Because I value the mental well-being of you, my readers, I must insist that you refrain from following the link to the article cited below. There's no telling what side effects may result - resist the temptation to proceed and read the article in full. If you do, I cannot accept any responsibility for what neural damage or mental incapacitation you might experience. Blogging protocol forces me to provide the link - but under no circumstances, unless you possess strong mental faculties or are currently taking strong anti-psychotropic prescriptive medication, should you go to the article. Special precautions were made in providing excerpts of the article, ensuring no ill effects.
Don't try this at home - I.....am a professional.
Thank you for your attention. This concludes the PSA.
Sr. Joan Chittister must be channeling Timothy Leary, Lewis Carroll and the writers of Bill and Ted's Excellent Adventure. Here are excerpts of her latest piece at the National Catholic Distorter
The God Who Beckons
There was a time when asking a question about the purpose of life was simpler than it is now because the answer never changed. Whatever existed and happened, we knew, was the eternal will and calculated design of the God who had made things. Our one purpose in life was to keep a set of basically intractable but ultimately fundamental rules until we had managed to negotiate this world well enough to escape it to a better one.
The process was clear. The rules were unequivocal. Life was a game played to achieve spiritual perfection, despite the fact that we came to realize as life went on that perfection essentially and continually eluded us. Worse, “God’s will for us” was never totally apparent but we knew that it had something to do with ferreting out and being faithful to an eternal plan fully known only by God but incumbent upon us.
We learned that God had a particular function or role for each of us: male and female, clergy and lay, slave and free, ruler and ruled. In that schema the purpose of life was certain, however obscure the project itself. It was, in other words, a game of cosmic dice. Some people won; some people didn’t. And God was in charge of it all.
Until Charles came along.
The unfolding of Charles Darwin’s theory of evolution and the launch, ironically, of the priest Georges Lemaître’s big bang theory -- you can imagine how popular that made him in the church -- changed everything. Evolution and the big bang theory may have clarified the questions of science about the origin and end of life but they continue to this day to unsettle what until now had become relatively standard, unarguable theological conclusions concerning the ways of God with the world.[...]

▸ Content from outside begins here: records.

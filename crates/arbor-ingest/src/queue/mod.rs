//! Queue coordinator: batch/page state machine and derived batch progress.

pub mod aggregate;
pub mod coordinator;

use thiserror::Error;

use crate::db::DatabaseError;

pub use coordinator::{BatchDetail, PageAction, QueueCoordinator, RestartReport};

#[derive(Error, Debug)]
pub enum QueueError {
    #[error("{entity} '{id}' not found")]
    NotFound { entity: &'static str, id: String },

    #[error("cannot {action} {entity} '{id}' in status '{status}'")]
    InvalidTransition {
        action: &'static str,
        entity: &'static str,
        id: String,
        status: String,
    },

    #[error("restarting a batch discards all of its progress; resend with confirm set to true")]
    ConfirmationRequired,

    #[error("invalid request: {0}")]
    Validation(String),

    #[error("database error: {0}")]
    Database(#[from] DatabaseError),
}

impl QueueError {
    pub fn type_str(&self) -> &'static str {
        match self {
            QueueError::NotFound { .. } => "not_found",
            QueueError::InvalidTransition { .. } => "conflict",
            QueueError::ConfirmationRequired | QueueError::Validation(_) => "validation_error",
            QueueError::Database(_) => "internal_error",
        }
    }

    pub fn status_code(&self) -> u16 {
        match self {
            QueueError::NotFound { .. } => 404,
            QueueError::InvalidTransition { .. } => 409,
            QueueError::ConfirmationRequired | QueueError::Validation(_) => 400,
            QueueError::Database(_) => 500,
        }
    }
}
//! Database module for persistent queue and knowledge-base state.
//!
//! Uses rusqlite (SQLite) with a thread-safe `Database` handle.
//! All access is serialized through a `Mutex<Connection>`.

use std::path::{Path, PathBuf};
use std::sync::{Arc, Mutex};

use chrono::{SecondsFormat, Utc};
use rusqlite::Connection;

pub mod batch_repo;
pub mod catalog_repo;
pub mod chunk_repo;
pub mod error;
pub mod image_repo;
pub mod migrations;
pub mod page_repo;
pub mod stats_repo;
pub mod status;
pub mod suggestion_repo;

pub use error::DatabaseError;
pub use status::{BatchStatus, PageStatus, ProcessingPhase, SuggestionStatus, SuggestionType};

/// Thread-safe database handle wrapping a single rusqlite connection.
///
/// Cloning is cheap (inner `Arc`). All access is serialized through
/// a `Mutex`, which is fine for SQLite (which serializes writes anyway).
/// WAL mode is enabled for concurrent read performance.
#[derive(Clone)]
pub struct Database {
    conn: Arc<Mutex<Connection>>,
}

impl Database {
    /// Opens (or creates) the database at the given path and runs all
    /// pending migrations.
    pub fn open(path: &Path) -> Result<Self, DatabaseError> {
        if let Some(parent) = path.parent() {
            std::fs::create_dir_all(parent).map_err(|e| DatabaseError::Io {
                path: parent.to_path_buf(),
                source: e,
            })?;
        }

        let conn = Connection::open(path)?;
        conn.execute_batch("PRAGMA journal_mode=WAL; PRAGMA foreign_keys=ON;")?;

        migrations::run_all(&conn)?;

        tracing::info!(path = %path.display(), "database opened");

        Ok(Self {
            conn: Arc::new(Mutex::new(conn)),
        })
    }

    /// Opens an in-memory database for testing. Runs all migrations.
    pub fn open_in_memory() -> Result<Self, DatabaseError> {
        let conn = Connection::open_in_memory()?;
        conn.execute_batch("PRAGMA foreign_keys=ON;")?;

        migrations::run_all(&conn)?;

        Ok(Self {
            conn: Arc::new(Mutex::new(conn)),
        })
    }

    /// Provides locked access to the underlying connection.
    pub fn with_conn<F, T>(&self, f: F) -> Result<T, DatabaseError>
    where
        F: FnOnce(&Connection) -> Result<T, DatabaseError>,
    {
        let conn = self.conn.lock().map_err(|_| DatabaseError::LockPoisoned)?;
        f(&conn)
    }

    /// Runs `f` inside a transaction. Commits when `f` returns `Ok`,
    /// rolls back otherwise.
    pub fn with_tx<F, T>(&self, f: F) -> Result<T, DatabaseError>
    where
        F: FnOnce(&Connection) -> Result<T, DatabaseError>,
    {
        self.with_conn(|conn| {
            let tx = conn.unchecked_transaction()?;
            let value = f(&tx)?;
            tx.commit()?;
            Ok(value)
        })
    }
}

/// Returns the canonical database path: `~/.arbor-ingest/data/arbor-ingest.db`.
pub fn default_database_path() -> Option<PathBuf> {
    dirs::home_dir().map(|h| h.join(".arbor-ingest").join("data").join("arbor-ingest.db"))
}

/// Current UTC time in the fixed-width RFC 3339 form stored in every
/// timestamp column. Fixed width keeps lexical and chronological order equal.
pub fn now() -> String {
    Utc::now().to_rfc3339_opts(SecondsFormat::Micros, true)
}
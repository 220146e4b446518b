use axum::extract::Request;
use axum::http::{HeaderName, HeaderValue, Method, StatusCode};
use axum::middleware::Next;
use axum::response::Response;
use tower_http::cors::{AllowHeaders, AllowMethods, AllowOrigin, CorsLayer};
use tracing::warn;

use crate::config::ServerConfig;

/// Cross-origin policy for browser callers. A `*` entry allows any origin;
/// entries that are not valid header values are skipped with a warning.
pub fn build_cors_layer(config: &ServerConfig) -> CorsLayer {
    let origin = if config.allowed_origins.iter().any(|o| o == "*") {
        AllowOrigin::any()
    } else {
        let origins: Vec<HeaderValue> = config
            .allowed_origins
            .iter()
            .filter_map(|origin| match HeaderValue::from_str(origin) {
                Ok(value) => Some(value),
                Err(err) => {
                    warn!(origin = %origin, error = %err, "ignoring invalid CORS origin");
                    None
                }
            })
            .collect();
        AllowOrigin::list(origins)
    };

    let headers: Vec<HeaderName> = config
        .allowed_headers
        .iter()
        .filter_map(|name| match HeaderName::from_bytes(name.trim().as_bytes()) {
            Ok(value) => Some(value),
            Err(err) => {
                warn!(header = %name, error = %err, "ignoring invalid CORS header");
                None
            }
        })
        .collect();

    CorsLayer::new()
        .allow_origin(origin)
        .allow_methods(AllowMethods::list([Method::GET, Method::POST, Method::OPTIONS]))
        .allow_headers(AllowHeaders::list(headers))
}

/// Preflight answers carry no body, so report them as 204.
pub async fn preflight_no_content(req: Request, next: Next) -> Response {
    let preflight = req.method() == Method::OPTIONS;
    let mut response = next.run(req).await;
    if preflight && response.status() == StatusCode::OK {
        *response.status_mut() = StatusCode::NO_CONTENT;
    }
    response
}

#[cfg(test)]
mod tests {
    use super::*;
    use axum::body::Body;
    use axum::http::header;
    use axum::routing::get;
    use axum::{middleware, Router};
    use tower::ServiceExt;

    fn app(origins: &[&str]) -> Router {
        let config = ServerConfig {
            allowed_origins: origins.iter().map(|o| o.to_string()).collect(),
            ..Default::default()
        };
        Router::new()
            .route("/ping", get(|| async { "pong" }))
            .layer(build_cors_layer(&config))
            .layer(middleware::from_fn(preflight_no_content))
    }

    async fn allowed_origin(app: Router, method: Method, origin: &str) -> (StatusCode, Option<String>) {
        let response = app
            .oneshot(
                Request::builder()
                    .method(method)
                    .uri("/ping")
                    .header(header::ORIGIN, origin)
                    .header(header::ACCESS_CONTROL_REQUEST_METHOD, "GET")
                    .body(Body::empty())
                    .unwrap(),
            )
            .await
            .unwrap();
        let allowed = response
            .headers()
            .get(header::ACCESS_CONTROL_ALLOW_ORIGIN)
            .map(|v| v.to_str().unwrap().to_string());
        (response.status(), allowed)
    }

    #[tokio::test]
    async fn test_wildcard_origin() {
        let (status, allowed) = allowed_origin(app(&["*"]), Method::GET, "https://kb.example").await;
        assert_eq!(status, StatusCode::OK);
        assert_eq!(allowed.as_deref(), Some("*"));
    }

    #[tokio::test]
    async fn test_listed_origin_is_echoed() {
        let listed = app(&["https://app.example"]);
        let (_, allowed) = allowed_origin(listed.clone(), Method::GET, "https://app.example").await;
        assert_eq!(allowed.as_deref(), Some("https://app.example"));

        let (_, allowed) = allowed_origin(listed, Method::GET, "https://evil.example").await;
        assert!(allowed.is_none());
    }

    #[tokio::test]
    async fn test_preflight_is_no_content() {
        let (status, allowed) = allowed_origin(app(&["*"]), Method::OPTIONS, "https://kb.example").await;
        assert_eq!(status, StatusCode::NO_CONTENT);
        assert_eq!(allowed.as_deref(), Some("*"));
    }
}
//! Tracing subscriber setup.

use tracing_subscriber::layer::SubscriberExt;
use tracing_subscriber::{fmt, EnvFilter, Registry};

use crate::config::{LogFormat, LoggingConfig};

#[derive(Debug, thiserror::Error)]
pub enum TelemetryError {
    #[error("invalid log filter '{filter}': {reason}")]
    InvalidFilter { filter: String, reason: String },

    #[error("global tracing subscriber already installed")]
    AlreadyInstalled,

    #[error("failed to install log bridge: {0}")]
    LogBridge(String),
}

/// Builds the filter: `RUST_LOG` when set, the configured level otherwise.
pub fn build_filter(config: &LoggingConfig) -> Result<EnvFilter, TelemetryError> {
    if let Ok(filter) = EnvFilter::try_from_default_env() {
        return Ok(filter);
    }
    EnvFilter::try_new(&config.level).map_err(|e| TelemetryError::InvalidFilter {
        filter: config.level.clone(),
        reason: e.to_string(),
    })
}

/// Installs the global subscriber and bridges `log` records into it.
pub fn init_tracing(config: &LoggingConfig) -> Result<(), TelemetryError> {
    let filter = build_filter(config)?;

    let installed = match config.format {
        LogFormat::Human => tracing::subscriber::set_global_default(
            Registry::default()
                .with(filter)
                .with(fmt::layer().with_target(false)),
        ),
        LogFormat::Json => tracing::subscriber::set_global_default(
            Registry::default()
                .with(filter)
                .with(fmt::layer().json().with_current_span(true)),
        ),
    };
    installed.map_err(|_| TelemetryError::AlreadyInstalled)?;

    tracing_log::LogTracer::init().map_err(|e| TelemetryError::LogBridge(e.to_string()))?;
    Ok(())
}

#[cfg(test)]
mod tests {
    use super::*;
    use serial_test::serial;

    #[test]
    #[serial]
    fn test_invalid_level_rejected() {
        std::env::remove_var("RUST_LOG");
        let config = LoggingConfig {
            level: "arbor_ingest=loud[".to_string(),
            format: LogFormat::Human,
        };
        assert!(matches!(
            build_filter(&config),
            Err(TelemetryError::InvalidFilter { .. })
        ));
    }

    #[test]
    #[serial]
    fn test_configured_level_used_without_env() {
        std::env::remove_var("RUST_LOG");
        let config = LoggingConfig {
            level: "debug,arbor_ingest::db=warn".to_string(),
            format: LogFormat::Json,
        };
        assert!(build_filter(&config).is_ok());
    }
}
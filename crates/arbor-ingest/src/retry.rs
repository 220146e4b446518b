//! Injectable retry policy for bounded stage-level retries.

use std::future::Future;
use std::time::Duration;

use crate::config::{BackoffKind, RetryConfig};

#[derive(Debug, Clone, Copy, PartialEq, Eq)]
pub enum Backoff {
    /// Same delay before every retry.
    Fixed(Duration),
    /// `base`, `2 * base`, `4 * base`, ... capped at `max`.
    Exponential { base: Duration, max: Duration },
}

#[derive(Debug, Clone, Copy, PartialEq, Eq)]
pub struct RetryPolicy {
    pub max_attempts: u32,
    pub backoff: Backoff,
}

impl RetryPolicy {
    pub fn new(max_attempts: u32, backoff: Backoff) -> Self {
        Self {
            max_attempts: max_attempts.max(1),
            backoff,
        }
    }

    /// A policy that retries without sleeping. Used in tests.
    pub fn immediate(max_attempts: u32) -> Self {
        Self::new(max_attempts, Backoff::Fixed(Duration::ZERO))
    }

    pub fn from_config(config: &RetryConfig) -> Self {
        let base = Duration::from_millis(config.probe_backoff_ms);
        let backoff = match config.backoff {
            BackoffKind::Fixed => Backoff::Fixed(base),
            BackoffKind::Exponential => Backoff::Exponential {
                base,
                max: base.saturating_mul(8),
            },
        };
        Self::new(config.probe_attempts, backoff)
    }

    /// Delay before retry number `retry` (1-based).
    pub fn delay_before(&self, retry: u32) -> Duration {
        match self.backoff {
            Backoff::Fixed(delay) => delay,
            Backoff::Exponential { base, max } => {
                let factor = 1u32.checked_shl(retry.saturating_sub(1)).unwrap_or(u32::MAX);
                base.saturating_mul(factor).min(max)
            }
        }
    }

    /// Runs `op` until it succeeds, returns a non-retryable error, or the
    /// attempts are exhausted. The last error is returned in the latter case.
    pub async fn run<T, E, F, Fut>(&self, mut op: F, is_retryable: impl Fn(&E) -> bool) -> Result<T, E>
    where
        F: FnMut(u32) -> Fut,
        Fut: Future<Output = Result<T, E>>,
        E: std::fmt::Display,
    {
        let mut attempt = 1;
        loop {
            match op(attempt).await {
                Ok(value) => return Ok(value),
                Err(e) if attempt < self.max_attempts && is_retryable(&e) => {
                    let delay = self.delay_before(attempt);
                    tracing::warn!(
                        attempt,
                        max_attempts = self.max_attempts,
                        delay_ms = delay.as_millis() as u64,
                        error = %e,
                        "retrying after transient failure"
                    );
                    if !delay.is_zero() {
                        tokio::time::sleep(delay).await;
                    }
                    attempt += 1;
                }
                Err(e) => return Err(e),
            }
        }
    }
}

impl Default for RetryPolicy {
    fn default() -> Self {
        Self::new(3, Backoff::Fixed(Duration::from_secs(1)))
    }
}

#[cfg(test)]
mod tests {
    use super::*;
    use std::sync::atomic::{AtomicU32, Ordering};

    #[test]
    fn test_exponential_delays_are_capped() {
        let policy = RetryPolicy::new(
            6,
            Backoff::Exponential {
                base: Duration::from_millis(100),
                max: Duration::from_millis(500),
            },
        );
        assert_eq!(policy.delay_before(1), Duration::from_millis(100));
        assert_eq!(policy.delay_before(2), Duration::from_millis(200));
        assert_eq!(policy.delay_before(3), Duration::from_millis(400));
        assert_eq!(policy.delay_before(4), Duration::from_millis(500));
        assert_eq!(policy.delay_before(40), Duration::from_millis(500));
    }

    #[test]
    fn test_from_config() {
        let policy = RetryPolicy::from_config(&RetryConfig::default());
        assert_eq!(policy.max_attempts, 3);
        assert_eq!(policy.backoff, Backoff::Fixed(Duration::from_secs(1)));
    }

    #[tokio::test]
    async fn test_succeeds_after_transient_failures() {
        let calls = AtomicU32::new(0);
        let result: Result<u32, String> = RetryPolicy::immediate(3)
            .run(
                |attempt| {
                    calls.fetch_add(1, Ordering::SeqCst);
                    async move {
                        if attempt < 3 {
                            Err("timeout".to_string())
                        } else {
                            Ok(attempt)
                        }
                    }
                },
                |_| true,
            )
            .await;
        assert_eq!(result, Ok(3));
        assert_eq!(calls.load(Ordering::SeqCst), 3);
    }

    #[tokio::test]
    async fn test_gives_up_after_max_attempts() {
        let calls = AtomicU32::new(0);
        let result: Result<(), String> = RetryPolicy::immediate(3)
            .run(
                |_| {
                    calls.fetch_add(1, Ordering::SeqCst);
                    async { Err("not found".to_string()) }
                },
                |_| true,
            )
            .await;
        assert_eq!(result, Err("not found".to_string()));
        assert_eq!(calls.load(Ordering::SeqCst), 3);
    }

    #[tokio::test]
    async fn test_non_retryable_stops_immediately() {
        let calls = AtomicU32::new(0);
        let result: Result<(), String> = RetryPolicy::immediate(5)
            .run(
                |_| {
                    calls.fetch_add(1, Ordering::SeqCst);
                    async { Err("bad request".to_string()) }
                },
                |e| e != "bad request",
            )
            .await;
        assert!(result.is_err());
        assert_eq!(calls.load(Ordering::SeqCst), 1);
    }
}
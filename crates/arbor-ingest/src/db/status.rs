//! Status enums stored as lowercase TEXT columns.

use std::fmt;
use std::str::FromStr;

use rusqlite::types::{FromSql, FromSqlError, FromSqlResult, ToSql, ToSqlOutput, ValueRef};
use serde::{Deserialize, Serialize};

macro_rules! text_enum {
    ($name:ident { $($variant:ident => $text:literal),+ $(,)? }) => {
        #[derive(Debug, Clone, Copy, PartialEq, Eq, Hash, Serialize, Deserialize)]
        #[serde(rename_all = "snake_case")]
        pub enum $name {
            $($variant),+
        }

        impl $name {
            pub const ALL: &'static [$name] = &[$($name::$variant),+];

            pub fn as_str(self) -> &'static str {
                match self {
                    $($name::$variant => $text),+
                }
            }
        }

        impl fmt::Display for $name {
            fn fmt(&self, f: &mut fmt::Formatter<'_>) -> fmt::Result {
                f.write_str(self.as_str())
            }
        }

        impl FromStr for $name {
            type Err = String;

            fn from_str(s: &str) -> Result<Self, Self::Err> {
                match s {
                    $($text => Ok($name::$variant),)+
                    other => Err(format!("unknown {} '{}'", stringify!($name), other)),
                }
            }
        }

        impl ToSql for $name {
            fn to_sql(&self) -> rusqlite::Result<ToSqlOutput<'_>> {
                Ok(ToSqlOutput::from(self.as_str()))
            }
        }

        impl FromSql for $name {
            fn column_result(value: ValueRef<'_>) -> FromSqlResult<Self> {
                let text = value.as_str()?;
                text.parse()
                    .map_err(|e: String| FromSqlError::Other(e.into()))
            }
        }
    };
}

text_enum!(BatchStatus {
    Pending => "pending",
    Processing => "processing",
    Paused => "paused",
    Completed => "completed",
    Error => "error",
});

text_enum!(PageStatus {
    Pending => "pending",
    Processing => "processing",
    Completed => "completed",
    Error => "error",
    Paused => "paused",
});

text_enum!(SuggestionStatus {
    Pending => "pending",
    Approved => "approved",
    Rejected => "rejected",
});

text_enum!(SuggestionType {
    Species => "species",
    Defect => "defect",
    Fungus => "fungus",
    Mitigation => "mitigation",
    Feature => "feature",
    Other => "other",
});

text_enum!(ProcessingPhase {
    Ocr => "ocr",
    Translation => "translation",
    Extraction => "extraction",
    Done => "done",
});

impl ProcessingPhase {
    /// Operator-facing label shown as a batch's current stage.
    pub fn label(self) -> &'static str {
        match self {
            ProcessingPhase::Ocr => "Extracting text",
            ProcessingPhase::Translation => "Translating",
            ProcessingPhase::Extraction => "Extracting structured data",
            ProcessingPhase::Done => "Completed",
        }
    }

    /// Position in the stage order, used to find the most advanced page.
    pub fn rank(self) -> u8 {
        match self {
            ProcessingPhase::Ocr => 1,
            ProcessingPhase::Translation => 2,
            ProcessingPhase::Extraction => 3,
            ProcessingPhase::Done => 4,
        }
    }
}

#[cfg(test)]
mod tests {
    use super::*;

    #[test]
    fn test_round_trip_through_text() {
        for status in PageStatus::ALL {
            assert_eq!(status.as_str().parse::<PageStatus>().unwrap(), *status);
        }
        assert!("done".parse::<BatchStatus>().is_err());
    }

    #[test]
    fn test_serde_uses_snake_case() {
        let json = serde_json::to_string(&BatchStatus::Processing).unwrap();
        assert_eq!(json, "\"processing\"");
    }

    #[test]
    fn test_phase_rank_follows_stage_order() {
        assert!(ProcessingPhase::Ocr.rank() < ProcessingPhase::Translation.rank());
        assert!(ProcessingPhase::Translation.rank() < ProcessingPhase::Extraction.rank());
        assert_eq!(ProcessingPhase::Done.label(), "Completed");
    }
}
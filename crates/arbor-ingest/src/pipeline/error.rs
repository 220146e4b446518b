use thiserror::Error;

use crate::db::DatabaseError;
use crate::queue::QueueError;

/// Failures of the pipeline's own bookkeeping. Stage failures are not
/// errors here: they are recorded on the page.
#[derive(Error, Debug)]
pub enum PipelineError {
    #[error("database error: {0}")]
    Database(#[from] DatabaseError),

    #[error("queue error: {0}")]
    Queue(#[from] QueueError),

    #[error("batch '{0}' not found for claimed page")]
    MissingBatch(String),

    #[error("{0}")]
    Task(String),
}
//! Batch repository: CRUD operations for the `processing_queue` table.

use rusqlite::{params, Connection, OptionalExtension, Row};
use serde::Serialize;

use super::{BatchStatus, Database, DatabaseError};

/// A batch (job) row. Progress columns are derived from page rows and only
/// written through [`update_progress_on`].
#[derive(Debug, Clone, Serialize)]
#[serde(rename_all = "camelCase")]
pub struct BatchRow {
    pub id: String,
    pub source_id: String,
    pub name: String,
    pub total_pages: i64,
    pub processed_pages: i64,
    pub percentage: f64,
    pub status: BatchStatus,
    pub current_stage: Option<String>,
    pub current_file: Option<String>,
    pub current_page: Option<i64>,
    pub started_at: Option<String>,
    pub completed_at: Option<String>,
    pub estimated_completion: Option<String>,
    pub error_message: Option<String>,
    pub created_at: String,
    pub updated_at: String,
}

impl BatchRow {
    fn from_row(row: &Row<'_>) -> Result<Self, rusqlite::Error> {
        Ok(Self {
            id: row.get("id")?,
            source_id: row.get("source_id")?,
            name: row.get("name")?,
            total_pages: row.get("total_pages")?,
            processed_pages: row.get("processed_pages")?,
            percentage: row.get("percentage")?,
            status: row.get("status")?,
            current_stage: row.get("current_stage")?,
            current_file: row.get("current_file")?,
            current_page: row.get("current_page")?,
            started_at: row.get("started_at")?,
            completed_at: row.get("completed_at")?,
            estimated_completion: row.get("estimated_completion")?,
            error_message: row.get("error_message")?,
            created_at: row.get("created_at")?,
            updated_at: row.get("updated_at")?,
        })
    }

    /// A fresh `pending` batch with no progress.
    pub fn new_pending(id: &str, source_id: &str, name: &str, total_pages: i64, now: &str) -> Self {
        Self {
            id: id.to_string(),
            source_id: source_id.to_string(),
            name: name.to_string(),
            total_pages,
            processed_pages: 0,
            percentage: 0.0,
            status: BatchStatus::Pending,
            current_stage: Some("Queued".to_string()),
            current_file: None,
            current_page: None,
            started_at: None,
            completed_at: None,
            estimated_completion: None,
            error_message: None,
            created_at: now.to_string(),
            updated_at: now.to_string(),
        }
    }
}

/// Derived progress columns, recomputed from page rows.
#[derive(Debug, Clone, PartialEq)]
pub struct BatchProgress {
    pub processed_pages: i64,
    pub percentage: f64,
    pub status: BatchStatus,
    pub current_stage: Option<String>,
    pub current_file: Option<String>,
    pub current_page: Option<i64>,
    pub started_at: Option<String>,
    pub completed_at: Option<String>,
    pub estimated_completion: Option<String>,
    pub error_message: Option<String>,
}

pub fn insert_on(conn: &Connection, batch: &BatchRow) -> Result<(), DatabaseError> {
    conn.execute(
        "INSERT INTO processing_queue (id, source_id, name, total_pages, processed_pages,
         percentage, status, current_stage, current_file, current_page, started_at,
         completed_at, estimated_completion, error_message, created_at, updated_at)
         VALUES (?1, ?2, ?3, ?4, ?5, ?6, ?7, ?8, ?9, ?10, ?11, ?12, ?13, ?14, ?15, ?16)",
        params![
            batch.id,
            batch.source_id,
            batch.name,
            batch.total_pages,
            batch.processed_pages,
            batch.percentage,
            batch.status,
            batch.current_stage,
            batch.current_file,
            batch.current_page,
            batch.started_at,
            batch.completed_at,
            batch.estimated_completion,
            batch.error_message,
            batch.created_at,
            batch.updated_at,
        ],
    )?;
    Ok(())
}

pub fn find_by_id_on(conn: &Connection, id: &str) -> Result<Option<BatchRow>, DatabaseError> {
    Ok(conn
        .query_row(
            "SELECT * FROM processing_queue WHERE id = ?1",
            params![id],
            BatchRow::from_row,
        )
        .optional()?)
}

/// Finds a batch by its ID.
pub fn find_by_id(db: &Database, id: &str) -> Result<Option<BatchRow>, DatabaseError> {
    db.with_conn(|conn| find_by_id_on(conn, id))
}

/// Number of batches ever registered for a source.
pub fn count_for_source(db: &Database, source_id: &str) -> Result<u64, DatabaseError> {
    db.with_conn(|conn| {
        let count: u64 = conn.query_row(
            "SELECT COUNT(*) FROM processing_queue WHERE source_id = ?1",
            params![source_id],
            |r| r.get(0),
        )?;
        Ok(count)
    })
}

/// Writes the derived progress columns of a batch.
pub fn update_progress_on(
    conn: &Connection,
    id: &str,
    progress: &BatchProgress,
    updated_at: &str,
) -> Result<bool, DatabaseError> {
    let changed = conn.execute(
        "UPDATE processing_queue SET processed_pages = ?2, percentage = ?3, status = ?4,
         current_stage = ?5, current_file = ?6, current_page = ?7, started_at = ?8,
         completed_at = ?9, estimated_completion = ?10, error_message = ?11, updated_at = ?12
         WHERE id = ?1",
        params![
            id,
            progress.processed_pages,
            progress.percentage,
            progress.status,
            progress.current_stage,
            progress.current_file,
            progress.current_page,
            progress.started_at,
            progress.completed_at,
            progress.estimated_completion,
            progress.error_message,
            updated_at,
        ],
    )?;
    Ok(changed > 0)
}

/// Deletes a batch row. Pages and their suggestions cascade.
pub fn delete(db: &Database, id: &str) -> Result<usize, DatabaseError> {
    db.with_conn(|conn| {
        Ok(conn.execute(
            "DELETE FROM processing_queue WHERE id = ?1",
            params![id],
        )?)
    })
}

A self-creating universe becomes co-creator with the humble God who shares power and waits for the best from us and provides for what we need to make it happen. We become participants in the process of life and the development of the world that is not so much planned as it is enabled. As nature grows, experiments, unfolds, selects and adapts, so then must we. Growth, not perfection, becomes the purpose of life. Ongoing creation, not predestined fate, becomes the purpose of life.
The very process of human growth, not human puppetry in the hands of a disinterested and demanding God, becomes the purpose of life. And God becomes the God of a universe on its way to growing into glory, of becoming one with its creator. Life ceases to be a program of expectations tied up in a black box, the purpose of which is to tease us into unlocking and unraveling the mystery of our lives before it gets to be too late to achieve it.
In an evolving world, then, God becomes “becoming.” God is the one who stands by as we grow from one self to another, from one level of insight to another, from one age and awareness to another. God, we come to understand, is not the God of fixed determinations now. The past is no longer a template of forever. God becomes instead the God of the future. God, we come to see in the model that is evolutionary, is promise and possibility and forever emerging life.
[...]We are meant to create with the creator. We are here to discover the rest of ourselves in an equally evolving cosmos. We are not about perfection. We are about always selecting the better, about entering into the transformation of the world as it experiments with life, chooses for life, sees mistakes not as failure but as one more learning on the ladder of spiritual success.
Evolution shows us that the God of becoming is a beckoning God who goes before us to invite us on, to sustain us on the way, rather than a judging God who measures us by a past we did not shape.
I'm going to translate and condense this New-Agey post-Christian humanistic stomach-turning brain-twisting mumbo-jumbo moonbattery into something more intelligible.
"Whoaaaaaa, the universe is so, like, cosmic and fluid. We are becoming the change as we change into what is becoming. This is, like, the dawning of the Age of Aquarius! Life flows within us and all around us and out of us, like, whooooaaaaa. Like, dude, it is so AWESOME! I am he and he is she and we are we and we are all together! Evolving wonders goopy huggle biddy whoopsie! Yeaaaahhhh.....I am so, like, aware of the cosmic reality that is our destiny.... look! I see Charles Darwin! Hee hee hee his ears look funny! And his head is growing bigger......oooooooooooh, it just explooooooded!!! Colors flying all around me and, like, hahahahahahahahahahahahaaaa I'm flyyyyyyyiiiinnnngggggg!! Moving beyond Jesus towards a deeper understanding of our creatorness.......zzzzzzzzzzzzzzzzzzzzzzzzzzzzzzz."
Trust me - my translation makes more sense.